Give every line of the listing word for word, beginning at the first and including the line with "fn format_note_list(state: &AppState)" as the last.

# Provided records:

-- Opening Marker --

use std::fmt::Write as _;
use std::io::{self, Read};
use std::sync::Arc;

use anyhow::{bail, Result};
use clap::{Args, ValueEnum};

use crate::app::{App, AppState, NoteError};
use crate::config::AppConfig;
use crate::preview::{render_preview, CmarkConverter};
use crate::storage::StorageHandle;
use crate::title::derive_title;

#[derive(Args, Debug, Clone)]
pub struct NewArgs {
    /// Provide the note body inline. If omitted, reads from stdin when piped.
    #[arg(long)]
    pub body: Option<String>,
}

#[derive(Args, Debug, Clone)]
pub struct ShowArgs {
    /// Zero-based note index
    pub index: usize,
    /// Print the sanitized preview HTML instead of the markdown
    #[arg(long)]
    pub html: bool,
}

#[derive(Args, Debug, Clone)]
pub struct DeleteArgs {
    /// Zero-based note index
    pub index: usize,
}

#[derive(Debug, Clone, Copy, PartialEq, Eq, ValueEnum)]
pub enum DarkModeSetting {
    On,
    Off,
    Toggle,
}

#[derive(Args, Debug, Clone)]
pub struct DarkModeArgs {
    /// Omit to print the current preference
    #[arg(value_enum)]
    pub setting: Option<DarkModeSetting>,
}

pub fn run_tui(app: &mut App) -> Result<()> {
    app.run()
}

pub fn new_note(config: Arc<AppConfig>, storage: StorageHandle, args: NewArgs) -> Result<()> {
    let body = match args.body {
        Some(body) => body,
        None => read_stdin()?.unwrap_or_default(),
    };
    let output = create_note(&config, &storage, body)?;
    print!("{output}");
    Ok(())
}

fn create_note(config: &AppConfig, storage: &StorageHandle, body: String) -> Result<String> {
    let mut state = AppState::load(storage, config);
    let index = state.add_note(storage);
    if !body.is_empty() {
        state.edit_current_note(storage, body);
    }
    ensure_saved(&state)?;
    Ok(format!("Created note #{index}: {}\n", derive_title(state.buffer())))
}

pub fn list_notes(config: Arc<AppConfig>, storage: StorageHandle) -> Result<()> {
    let state = AppState::load(&storage, &config);
    print!("{}", format_note_list(&state));
    Ok(())
}

fn format_note_list(state: &AppState) -> String {
    if state.notes().is_empty() {
        return "No notes yet.\n".to_string();
    }
    let selected = state.selected_index();
    let mut out = String::new();
    for (index, title) in state.titles().iter().enumerate() {
        let marker = if Some(index) == selected { "*" } else { " " };
        let _ = writeln!(&mut out, "{marker}{index:>3}  {title}");
    }
    out
}

pub fn show_note(config: Arc<AppConfig>, storage: StorageHandle, args: ShowArgs) -> Result<()> {
    let output = render_note(&config, &storage, &args)?;
    print!("{output}");
    Ok(())
}

fn render_note(config: &AppConfig, storage: &StorageHandle, args: &ShowArgs) -> Result<String> {
    let state = AppState::load(storage, config);
    let body = state
        .notes()
        .get(args.index)
        .ok_or(NoteError::IndexOutOfRange {
            index: args.index,
            len: state.notes().len(),
        })?;
    let mut out = if args.html {
        render_preview(&CmarkConverter::new(&config.preview), body)
    } else {
        body.to_string()
    };
    if !out.ends_with('\n') {
        out.push('\n');
    }
    Ok(out)
}

pub fn delete_note(config: Arc<AppConfig>, storage: StorageHandle, args: DeleteArgs) -> Result<()> {
    let output = remove_note(&config, &storage, args.index)?;
    print!("{output}");
    Ok(())
}

fn remove_note(config: &AppConfig, storage: &StorageHandle, index: usize) -> Result<String> {
    let mut state = AppState::load(storage, config);
    let title = state.notes().get(index).map(derive_title);
    state.delete_note(storage, index)?;
    ensure_saved(&state)?;
    Ok(format!(
        "Deleted note #{index}: {}\n",
        title.unwrap_or_default()
    ))
}

pub fn dark_mode(config: Arc<AppConfig>, storage: StorageHandle, args: DarkModeArgs) -> Result<()> {
    let output = apply_dark_mode(&config, &storage, args.setting)?;
    print!("{output}");
    Ok(())
}

fn apply_dark_mode(
    config: &AppConfig,
    storage: &StorageHandle,
    setting: Option<DarkModeSetting>,
) -> Result<String> {
    let mut state = AppState::load(storage, config);
    let wanted = match setting {
        None => state.dark_mode(),
        Some(DarkModeSetting::On) => true,
        Some(DarkModeSetting::Off) => false,
        Some(DarkModeSetting::Toggle) => !state.dark_mode(),
    };
    if wanted != state.dark_mode() {
        state.toggle_dark_mode(storage);
        ensure_saved(&state)?;
    }
    let label = if state.dark_mode() { "on" } else { "off" };
    Ok(format!("Dark mode {label}\n"))
}

fn ensure_saved(state: &AppState) -> Result<()> {
    if let Some(err) = &state.last_save_error {
        bail!("{err}");
    }
    Ok(())
}

fn read_stdin() -> Result<Option<String>> {
    if atty::is(atty::Stream::Stdin) {
        return Ok(None);
    }
    let mut buf = String::new();
    io::stdin().read_to_string(&mut buf)?;
    Ok(Some(buf))
}

#[cfg(test)]
mod tests {
    use super::*;
    use crate::storage::tests::{init_storage, init_storage_with_quota};
    use assert_matches::assert_matches;

    type TestResult<T = ()> = Result<T>;

    #[test]
    fn cli_new_appends_and_selects() -> TestResult {
        let (_dir, storage) = init_storage()?;
        let config = AppConfig::default();
        let output = create_note(&config, &storage, "# Shopping\n- eggs".into())?;
        assert_eq!(output, "Created note #0: Shopping\n");
        create_note(&config, &storage, String::new())?;

        let state = AppState::load(&storage, &config);
        let listing = format_note_list(&state);
        assert_eq!(listing, "   0  Shopping\n*  1  Untitled\n");
        Ok(())
    }

    #[test]
    fn cli_list_reports_empty_store() -> TestResult {
        let (_dir, storage) = init_storage()?;
        let state = AppState::load(&storage, &AppConfig::default());
        assert_eq!(format_note_list(&state), "No notes yet.\n");
        Ok(())
    }

    #[test]
    fn cli_show_prints_body_or_sanitized_html() -> TestResult {
        let (_dir, storage) = init_storage()?;
        let config = AppConfig::default();
        storage.save_notes(&["**hi** <script>x()</script>".into()])?;

        let raw = render_note(&config, &storage, &ShowArgs { index: 0, html: false })?;
        assert_eq!(raw, "**hi** <script>x()</script>\n");

        let html = render_note(&config, &storage, &ShowArgs { index: 0, html: true })?;
        assert!(html.contains("<strong>hi</strong>"), "{html}");
        assert!(!html.contains("script"), "{html}");

        let missing = render_note(&config, &storage, &ShowArgs { index: 4, html: false });
        let err = missing.expect_err("index out of range");
        assert_matches!(
            err.downcast_ref::<NoteError>(),
            Some(NoteError::IndexOutOfRange { index: 4, len: 1 })
        );
        Ok(())
    }

    #[test]
    fn cli_delete_shifts_selection() -> TestResult {
        let (_dir, storage) = init_storage()?;
        let config = AppConfig::default();
        storage.save_notes(&["a".into(), "b".into(), "c".into()])?;
        storage.save_selected_index(Some(2))?;

        let output = remove_note(&config, &storage, 0)?;
        assert_eq!(output, "Deleted note #0: a\n");
        let persisted = storage.load_state();
        assert_eq!(persisted.notes, vec!["b".to_string(), "c".to_string()]);
        assert_eq!(persisted.selected_note_index, Some(1));
        assert_eq!(persisted.current_note, "c");

        assert!(remove_note(&config, &storage, 9).is_err());
        Ok(())
    }

    #[test]
    fn cli_dark_mode_only_writes_on_change() -> TestResult {
        let (_dir, storage) = init_storage()?;
        let config = AppConfig::default();
        assert_eq!(apply_dark_mode(&config, &storage, None)?, "Dark mode off\n");
        assert_eq!(
            apply_dark_mode(&config, &storage, Some(DarkModeSetting::Off))?,
            "Dark mode off\n"
        );
        assert_eq!(storage.get_raw(crate::storage::DARK_MODE_KEY)?, None);

        assert_eq!(
            apply_dark_mode(&config, &storage, Some(DarkModeSetting::Toggle))?,
            "Dark mode on\n"
        );
        assert_eq!(
            apply_dark_mode(&config, &storage, Some(DarkModeSetting::On))?,
            "Dark mode on\n"
        );
        assert!(storage.load_state().dark_mode);
        Ok(())
    }

    #[test]
    fn cli_new_surfaces_quota_failures() -> TestResult {
        let (_dir, storage) = init_storage_with_quota(64)?;
        let err = create_note(&AppConfig::default(), &storage, "x".repeat(200))
            .expect_err("over quota");
        assert!(err.to_string().starts_with("Could not save"), "{err}");
        Ok(())
    }
}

-- Closing Marker --

# Exercise solution:
use std::fmt::Write as _;
use std::io::{self, Read};
use std::sync::Arc;

use anyhow::{bail, Result};
use clap::{Args, ValueEnum};

use crate::app::{App, AppState, NoteError};
use crate::config::AppConfig;
use crate::preview::{render_preview, CmarkConverter};
use crate::storage::StorageHandle;
use crate::title::derive_title;

#[derive(Args, Debug, Clone)]
pub struct NewArgs {
    /// Provide the note body inline. If omitted, reads from stdin when piped.
    #[arg(long)]
    pub body: Option<String>,
}

#[derive(Args, Debug, Clone)]
pub struct ShowArgs {
    /// Zero-based note index
    pub index: usize,
    /// Print the sanitized preview HTML instead of the markdown
    #[arg(long)]
    pub html: bool,
}

#[derive(Args, Debug, Clone)]
pub struct DeleteArgs {
    /// Zero-based note index
    pub index: usize,
}

#[derive(Debug, Clone, Copy, PartialEq, Eq, ValueEnum)]
pub enum DarkModeSetting {
    On,
    Off,
    Toggle,
}

#[derive(Args, Debug, Clone)]
pub struct DarkModeArgs {
    /// Omit to print the current preference
    #[arg(value_enum)]
    pub setting: Option<DarkModeSetting>,
}

pub fn run_tui(app: &mut App) -> Result<()> {
    app.run()
}

pub fn new_note(config: Arc<AppConfig>, storage: StorageHandle, args: NewArgs) -> Result<()> {
    let body = match args.body {
        Some(body) => body,
        None => read_stdin()?.unwrap_or_default(),
    };
    let output = create_note(&config, &storage, body)?;
    print!("{output}");
    Ok(())
}

fn create_note(config: &AppConfig, storage: &StorageHandle, body: String) -> Result<String> {
    let mut state = AppState::load(storage, config);
    let index = state.add_note(storage);
    if !body.is_empty() {
        state.edit_current_note(storage, body);
    }
    ensure_saved(&state)?;
    Ok(format!("Created note #{index}: {}\n", derive_title(state.buffer())))
}

pub fn list_notes(config: Arc<AppConfig>, storage: StorageHandle) -> Result<()> {
    let state = AppState::load(&storage, &config);
    print!("{}", format_note_list(&state));
    Ok(())
}

fn format_note_list(state: &AppState) -> String {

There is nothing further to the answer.